The Price To Pay

337 61 7
                                    

Chapter 4 ( Harga Yang Harus Dibayar)

Anna melepas sepatunya kemudian dia melangkah mendekati ranjang tidurnya yang berukuran single juga terlihat lusuh (Benar-benar tidak layak pakai). Dia duduk dipinggir ranjangnya, memegangi ponselnya dan mencoba menghubungi satu-satunya orang yang menjadi penyemangat hidupnya. Dan Anna berani bersumpah, kalau Jisung (Adik laki-laki satu-satunya yang dia miliki) itu tidak ada maka Anna yakin dia akan memilih untuk menenggak racun tikus (karena menurutnya racun itu yang paling murah dan bisa Anna beli). Sungguh, Anna rasa dia lelah hidup di dunia sialan yang penuh dengan orang brengsek ini.

Anna tersenyum, tulus dan membuat wajah cantiknya terlihat dua kali lipat lebih cantik tengah malam ini. "Kenapa belum tidur?" Senyuman Anna melebar saat suara berat adiknya terdengar masuk kedalam gendang telinga kanannya itu.

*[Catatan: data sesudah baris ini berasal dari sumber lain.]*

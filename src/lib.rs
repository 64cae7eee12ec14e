//! Soulvan heist-racing simulation core: vehicle dynamics, AI decision
//! making, tension direction and a websocket telemetry bridge.

pub mod ai;
pub mod config;
pub mod curve;
pub mod error;
pub mod events;
pub mod net;
pub mod physics;
pub mod state;
pub mod suspension_contact;
pub mod vehicle;
pub mod world;

pub use error::{SimError, SimResult};
pub use world::{HeistWorld, WorldSettings};
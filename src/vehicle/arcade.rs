// ==============================================================================
// arcade.rs — HEADLESS PLANAR BACKEND (NO RIGID-BODY ENGINE)
// ------------------------------------------------------------------------------
// A flat-ground point-mass chassis plus four friction-limited wheels. Used by
// tests and offline tooling where a full rapier world is unnecessary.
//
// Per wheel:  grip = mu * (weight + downforce) / 4 * forward_stiffness
//             drive = clamp(motor / radius, ±grip)
//             brake = min(brake / radius, grip), never reverses travel
// Slip:       forward  = excess demand over grip, relative to grip
//             sideways = |v_lat| / max(|v_long|, 1)
// Yaw:        bicycle model on the mean front steer angle
// ==============================================================================

use nalgebra::{Point3, UnitQuaternion, Vector3};

use crate::vehicle::body::{MAX_FORWARD_SLIP, PhysicsBody, WheelContact, WheelSlip};
use crate::vehicle::simulator::{TickReport, VehicleSimulator};

const GRAVITY: f32 = 9.81;

#[derive(Debug, Clone)]
pub struct ArcadeBody {
    pub position: Point3<f32>,
    pub yaw: f32,               // radians about +Y, positive = left
    pub velocity: Vector3<f32>, // planar (y = 0)
    pub yaw_rate: f32,          // rad/s
    pub mass: f32,              // kg
    force: Vector3<f32>,
    torque: Vector3<f32>,
}

impl ArcadeBody {
    pub fn new(mass: f32, position: Point3<f32>, yaw: f32) -> Self {
        Self {
            position,
            yaw,
            velocity: Vector3::zeros(),
            yaw_rate: 0.0,
            mass: mass.max(1.0),
            force: Vector3::zeros(),
            torque: Vector3::zeros(),
        }
    }

    pub fn forward(&self) -> Vector3<f32> {
        self.rotation() * Vector3::z()
    }
}

impl PhysicsBody for ArcadeBody {
    fn position(&self) -> Point3<f32> { self.position }

    fn rotation(&self) -> UnitQuaternion<f32> {
        UnitQuaternion::from_axis_angle(&Vector3::y_axis(), self.yaw)
    }

    fn linear_velocity(&self) -> Vector3<f32> { self.velocity }

    fn angular_velocity(&self) -> Vector3<f32> { Vector3::new(0.0, self.yaw_rate, 0.0) }

    fn apply_force(&mut self, force: Vector3<f32>) { self.force += force; }

    fn apply_torque(&mut self, torque: Vector3<f32>) { self.torque += torque; }
}

#[derive(Debug, Clone, Copy)]
pub struct ArcadeWheel {
    pub stiffness: f32,
    pub steer_angle: f32,
    pub motor_torque: f32,
    pub brake_torque: f32,
    pub slip: WheelSlip,
}

impl Default for ArcadeWheel {
    fn default() -> Self {
        Self {
            stiffness: 1.0,
            steer_angle: 0.0,
            motor_torque: 0.0,
            brake_torque: 0.0,
            slip: WheelSlip::default(),
        }
    }
}

impl WheelContact for ArcadeWheel {
    fn slip(&self) -> WheelSlip { self.slip }
    fn set_forward_stiffness(&mut self, stiffness: f32) { self.stiffness = stiffness; }
    fn set_steer_angle(&mut self, angle: f32) { self.steer_angle = angle; }
    fn set_motor_torque(&mut self, torque: f32) { self.motor_torque = torque; }
    fn set_brake_torque(&mut self, torque: f32) { self.brake_torque = torque.max(0.0); }
}

/// Chassis + wheels driven by one simulator.
#[derive(Debug, Clone)]
pub struct ArcadeRig {
    pub body: ArcadeBody,
    pub wheels: [ArcadeWheel; 4],
    pub wheelbase: f32, // m, starts at the profile's
}

impl ArcadeRig {
    pub fn new(sim: &VehicleSimulator, position: Point3<f32>, yaw: f32) -> Self {
        Self {
            body: ArcadeBody::new(sim.profile().mass, position, yaw),
            wheels: [ArcadeWheel::default(); 4],
            wheelbase: sim.profile().wheelbase,
        }
    }

    /// Run the simulator for one tick, then integrate the chassis.
    pub fn step(&mut self, sim: &mut VehicleSimulator, dt: f32) -> TickReport {
        let report = sim.step(&mut self.body, &mut self.wheels, dt);
        if dt.is_finite() && dt > 0.0 {
            self.integrate(sim, dt);
        }
        report
    }

    fn integrate(&mut self, sim: &VehicleSimulator, dt: f32) {
        let profile = sim.profile();
        let radius = profile.wheel_radius.max(1e-3);
        let body = &mut self.body;
        let mass = body.mass;

        let forward = body.forward();
        let v_long = body.velocity.dot(&forward);
        let lateral = body.velocity - forward * v_long;

        // Downforce shows up as extra normal load.
        let downforce = (-body.force.y).max(0.0);
        let load_per_wheel = (mass * GRAVITY + downforce) / 4.0;

        let mut drive_total = 0.0;
        let mut brake_total = 0.0;
        let sideways = lateral.norm() / v_long.abs().max(1.0);

        for wheel in self.wheels.iter_mut() {
            let grip = (profile.tire_grip * load_per_wheel * wheel.stiffness).max(1e-3);

            let drive_demand = wheel.motor_torque / radius;
            let brake_demand = wheel.brake_torque / radius;
            let drive = drive_demand.clamp(-grip, grip);
            let brake = brake_demand.min(grip);

            let excess = (drive_demand.abs() + brake_demand - grip).max(0.0);
            wheel.slip = WheelSlip {
                forward: (excess / grip).min(MAX_FORWARD_SLIP),
                sideways,
            };

            drive_total += drive;
            brake_total += brake;
        }

        // ---------------------------------------
        // Longitudinal
        // ---------------------------------------
        let aero_long = body.force.dot(&forward);
        let resist = brake_total * v_long.signum();
        let a_long = (drive_total - resist + aero_long) / mass;
        let mut new_v_long = v_long + a_long * dt;
        if drive_total.abs() < 1e-3 && new_v_long * v_long < 0.0 {
            // brakes and drag stop the car, they never reverse it
            new_v_long = 0.0;
        }
        if v_long == 0.0 && drive_total.abs() < 1e-3 {
            new_v_long = 0.0;
        }

        // ---------------------------------------
        // Lateral: friction bleeds sideways speed
        // ---------------------------------------
        let lat_speed = lateral.norm();
        let lat_capacity = profile.tire_grip * load_per_wheel * 4.0 / mass * dt;
        let new_lateral = if lat_speed > lat_capacity {
            lateral * (1.0 - lat_capacity / lat_speed)
        } else {
            Vector3::zeros()
        };

        // ---------------------------------------
        // Yaw (bicycle model, positive steer = right)
        // ---------------------------------------
        let steer = (self.wheels[0].steer_angle + self.wheels[1].steer_angle) * 0.5;
        let inertia = mass * 1.5;
        body.yaw_rate = -new_v_long * steer.tan() / self.wheelbase.max(0.5) + body.torque.y / inertia * dt;
        body.yaw += body.yaw_rate * dt;

        let new_forward = body.forward();
        body.velocity = new_forward * new_v_long + new_lateral;
        body.velocity.y = 0.0;
        body.position += body.velocity * dt;

        body.force = Vector3::zeros();
        body.torque = Vector3::zeros();
    }
}
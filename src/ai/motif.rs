//! Cinematic motif mix derived from threat-driven intensity.
//!
//! Only the active motif emits. Emission, music pitch and volume all scale
//! linearly with intensity.

use serde::{Deserialize, Serialize};

use crate::curve::{clamp01, lerp};

pub const MIN_EMISSION: f32 = 10.0;
pub const MAX_EMISSION: f32 = 200.0;

#[derive(Debug, Clone, Copy, PartialEq, Eq, Hash, Default, Serialize, Deserialize)]
#[serde(rename_all = "snake_case")]
pub enum Motif {
    #[default]
    Storm,
    Calm,
    Cosmic,
    Oracle,
}

impl Motif {
    pub const ALL: [Motif; 4] = [Motif::Storm, Motif::Calm, Motif::Cosmic, Motif::Oracle];

    pub fn emission_scale(&self) -> f32 {
        match self {
            Motif::Storm => 1.0,
            Motif::Calm => 0.5,
            Motif::Cosmic => 0.8,
            Motif::Oracle => 0.6,
        }
    }
}

#[derive(Debug, Clone, Copy, PartialEq, Serialize)]
pub struct MotifMix {
    pub motif: Motif,
    pub intensity: f32,
    pub emission_rate: f32, // particles/s of the active motif
    pub music_pitch: f32,
    pub music_volume: f32,
}

impl MotifMix {
    pub fn new(motif: Motif, intensity: f32) -> Self {
        let i = clamp01(intensity);
        Self {
            motif,
            intensity: i,
            emission_rate: lerp(MIN_EMISSION, MAX_EMISSION, i) * motif.emission_scale(),
            music_pitch: lerp(0.95, 1.08, i),
            music_volume: lerp(0.6, 1.0, i),
        }
    }

    /// Emission for any motif; zero unless it is the active one.
    pub fn emission_for(&self, motif: Motif) -> f32 {
        if motif == self.motif { self.emission_rate } else { 0.0 }
    }
}

impl Default for MotifMix {
    fn default() -> Self {
        Self::new(Motif::Storm, 0.5)
    }
}

#[cfg(test)]
mod tests {
    use super::*;

    #[test]
    fn storm_at_full_intensity() {
        let mix = MotifMix::new(Motif::Storm, 1.0);
        assert_eq!(mix.emission_rate, 200.0);
        assert!((mix.music_pitch - 1.08).abs() < 1e-6);
        assert_eq!(mix.music_volume, 1.0);
    }

    #[test]
    fn calm_is_scaled_and_only_active_emits() {
        let mix = MotifMix::new(Motif::Calm, 0.0);
        assert_eq!(mix.emission_rate, 5.0);
        assert_eq!(mix.emission_for(Motif::Calm), 5.0);
        for other in Motif::ALL.into_iter().filter(|m| *m != Motif::Calm) {
            assert_eq!(mix.emission_for(other), 0.0);
        }
    }

    #[test]
    fn intensity_is_clamped() {
        let mix = MotifMix::new(Motif::Oracle, 7.0);
        assert_eq!(mix.intensity, 1.0);
        assert!((mix.emission_rate - 120.0).abs() < 1e-4);
        assert_eq!(MotifMix::new(Motif::Cosmic, -1.0).music_volume, 0.6);
    }
}
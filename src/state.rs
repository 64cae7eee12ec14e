use serde::{Deserialize, Serialize};
use uuid::Uuid;

use crate::ai::motif::MotifMix;
use crate::ai::utility::Goal;
use crate::vehicle::simulator::VehicleSimulator;
use crate::vehicle::state::ControlInput;

#[derive(Debug, Clone, Copy, PartialEq, Eq, Hash, Serialize, Deserialize)]
#[serde(rename_all = "lowercase")]
pub enum VehicleRole {
    Player,
    Rival,
    Police,
}

impl VehicleRole {
    /// AI-driven roles own an agent (blackboard, threat service, goal).
    pub fn is_ai(&self) -> bool {
        !matches!(self, VehicleRole::Player)
    }
}

#[derive(Debug, Clone, PartialEq, Serialize)]
pub struct VehicleSnapshot {
    pub id: Uuid,
    pub role: VehicleRole,
    pub profile: String,
    pub position: [f32; 3],
    pub rotation: [f32; 4], // quaternion i, j, k, w
    pub speed_kmh: f32,
    pub rpm: f32,
    pub gear: usize,
    pub engine_heat: f32,
    pub structural_damage: f32,
    pub average_tire_wear: f32,
    pub spoiler_deployed: bool,
    pub input: ControlInput,
    pub goal: Option<Goal>,
    pub threat: Option<f32>,
}

impl VehicleSnapshot {
    pub fn capture(id: Uuid, role: VehicleRole, sim: &VehicleSimulator, goal: Option<Goal>, threat: Option<f32>) -> Self {
        let state = sim.state();
        let q = state.orientation.quaternion();
        Self {
            id,
            role,
            profile: sim.profile().name.clone(),
            position: [state.position.x, state.position.y, state.position.z],
            rotation: [q.i, q.j, q.k, q.w],
            speed_kmh: state.speed_kmh,
            rpm: state.engine_rpm,
            gear: state.current_gear,
            engine_heat: state.engine_heat,
            structural_damage: state.structural_damage,
            average_tire_wear: state.average_tire_wear(),
            spoiler_deployed: state.spoiler_deployed,
            input: sim.input(),
            goal,
            threat,
        }
    }
}

#[derive(Debug, Clone, PartialEq, Serialize)]
pub struct WorldSnapshot {
    pub tick: u64,
    pub time: f32, // s
    pub tension: f32,
    pub enemy_density: f32,
    pub chase_intensity: f32,
    pub heat: f32,
    pub aggression: f32,
    pub time_remaining: Option<f32>,
    pub motif: MotifMix,
    pub vehicles: Vec<VehicleSnapshot>,
}

impl WorldSnapshot {
    pub fn vehicle(&self, id: Uuid) -> Option<&VehicleSnapshot> {
        self.vehicles.iter().find(|v| v.id == id)
    }
}

#[cfg(test)]
mod tests {
    use super::*;
    use crate::vehicle::profile::VehicleProfile;
    use std::sync::Arc;

    #[test]
    fn capture_reflects_simulator_state() {
        let sim = VehicleSimulator::new(Arc::new(VehicleProfile::interceptor()));
        let id = Uuid::new_v4();
        let snap = VehicleSnapshot::capture(id, VehicleRole::Police, &sim, Some(Goal::Race), Some(0.3));
        assert_eq!(snap.id, id);
        assert_eq!(snap.profile, "interceptor");
        assert_eq!(snap.gear, 0);
        assert_eq!(snap.rpm, 900.0);
        assert_eq!(snap.rotation, [0.0, 0.0, 0.0, 1.0]);
        assert_eq!(snap.average_tire_wear, 1.0);
    }

    #[test]
    fn roles_serialize_lowercase() {
        assert_eq!(serde_json::to_string(&VehicleRole::Police).unwrap(), "\"police\"");
        assert!(VehicleRole::Rival.is_ai());
        assert!(!VehicleRole::Player.is_ai());
    }
}
// ==============================================================================
// aero.rs — DOWNFORCE / DRAG + ACTIVE SPOILER HYSTERESIS
// ------------------------------------------------------------------------------
// downforce = c_down * v^2 (x1.5 while the spoiler is deployed), along -up
// drag      = c_drag * v^2, opposing velocity
//
// The spoiler deploys above SPOILER_DEPLOY_KMH and retracts below
// SPOILER_RETRACT_KMH. Inside the band it keeps whatever state it had.
// ==============================================================================

use nalgebra::{UnitQuaternion, Vector3};
use serde::Serialize;

use crate::vehicle::profile::VehicleProfile;

pub const SPOILER_DEPLOY_KMH: f32 = 100.0;
pub const SPOILER_RETRACT_KMH: f32 = 60.0;
pub const SPOILER_DOWNFORCE_GAIN: f32 = 1.5;

#[derive(Debug, Clone, Copy, PartialEq, Eq, Serialize)]
#[serde(rename_all = "snake_case")]
pub enum SpoilerChange {
    Deployed,
    Retracted,
}

/// Advance the spoiler state machine. Returns the transition, if any.
pub fn update_spoiler(profile: &VehicleProfile, deployed: &mut bool, speed_kmh: f32) -> Option<SpoilerChange> {
    if !profile.active_spoiler {
        *deployed = false;
        return None;
    }

    if !*deployed && speed_kmh > SPOILER_DEPLOY_KMH {
        *deployed = true;
        Some(SpoilerChange::Deployed)
    } else if *deployed && speed_kmh < SPOILER_RETRACT_KMH {
        *deployed = false;
        Some(SpoilerChange::Retracted)
    } else {
        None
    }
}

pub struct AeroForces {
    pub downforce: Vector3<f32>,
    pub drag: Vector3<f32>,
}

pub fn aero_forces(
    profile: &VehicleProfile,
    rotation: &UnitQuaternion<f32>,
    velocity: &Vector3<f32>,
    spoiler_deployed: bool,
) -> AeroForces {
    let speed = velocity.norm();
    let speed_sq = speed * speed;

    let mut downforce = profile.downforce_coefficient * speed_sq;
    if spoiler_deployed {
        downforce *= SPOILER_DOWNFORCE_GAIN;
    }
    let up = rotation * Vector3::y();

    let drag = if speed > 1e-4 {
        -(velocity / speed) * (profile.drag_coefficient * speed_sq)
    } else {
        Vector3::zeros()
    };

    AeroForces {
        downforce: -up * downforce,
        drag,
    }
}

{"Apa kau sedang mabuk? Bukankah sudah aku bilang untuk jangan minum jika tidak ada aku?}

"Aku tidak mabuk, Park Jisung! Jadi, kenapa kau belum tidur jam segini?" Anna melirik satu-satunya jam dinding yang ada didalam rumahnya itu kemudian dia menambahkan. "Apa kau baik-baik saja?" Anna bisa membayangkan wajah tampan adiknya yang kini tengah tersenyum sebelum kembali menjawab pertanyaannya itu.

{"Baguslah kalau kakak tidak mabuk. Aku baik-baik saja, sungguh! Aku baru selesai latihan dua jam yang lalu dan sekarang aku masih belum terlalu mengantuk. Bagaimana dengan kakak? Apa yang baru kakak lakukan sampai meneleponku pada jam segini?"}

Apa yang barus saja Anna lakukan memangnya? Haruskah Anna jujur pada adik kesayangannya ini kalau dia baru pulang bekerja di club malam?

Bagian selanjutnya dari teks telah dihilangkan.